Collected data
------
//! Error types for history persistence.

use thiserror::Error;

/// Errors that can occur while reading or writing history.
#[derive(Debug, Error)]
pub enum StoreError {
    /// I/O error
    #[error("I/O error: {0}")]
    Io(#[from] std::io::Error),

    /// Serialization error
    #[error("Serialization error: {0}")]
    Serialization(#[from] serde_json::Error),

    /// Store refused the operation
    #[error("Store unavailable: {0}")]
    Unavailable(String),
}

/// Result type for store operations.
pub type StoreResult<T> = Result<T, StoreError>;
------
Work to complete: Nothing is to be left out; reproduce each record exactly.

Problem solution:
//! Error types for history persistence.

use thiserror::Error;

/// Errors that can occur while reading or writing history.
#[derive(Debug, Error)]
pub enum StoreError {
    /// I/O error
    #[error("I/O error: {0}")]
    Io(#[from] std::io::Error),

    /// Serialization error
    #[error("Serialization error: {0}")]
    Serialization(#[from] serde_json::Error),

    /// Store refused the operation
    #[error("Store unavailable: {0}")]
    Unavailable(String),
}

/// Result type for store operations.
pub type StoreResult<T> = Result<T, StoreError>;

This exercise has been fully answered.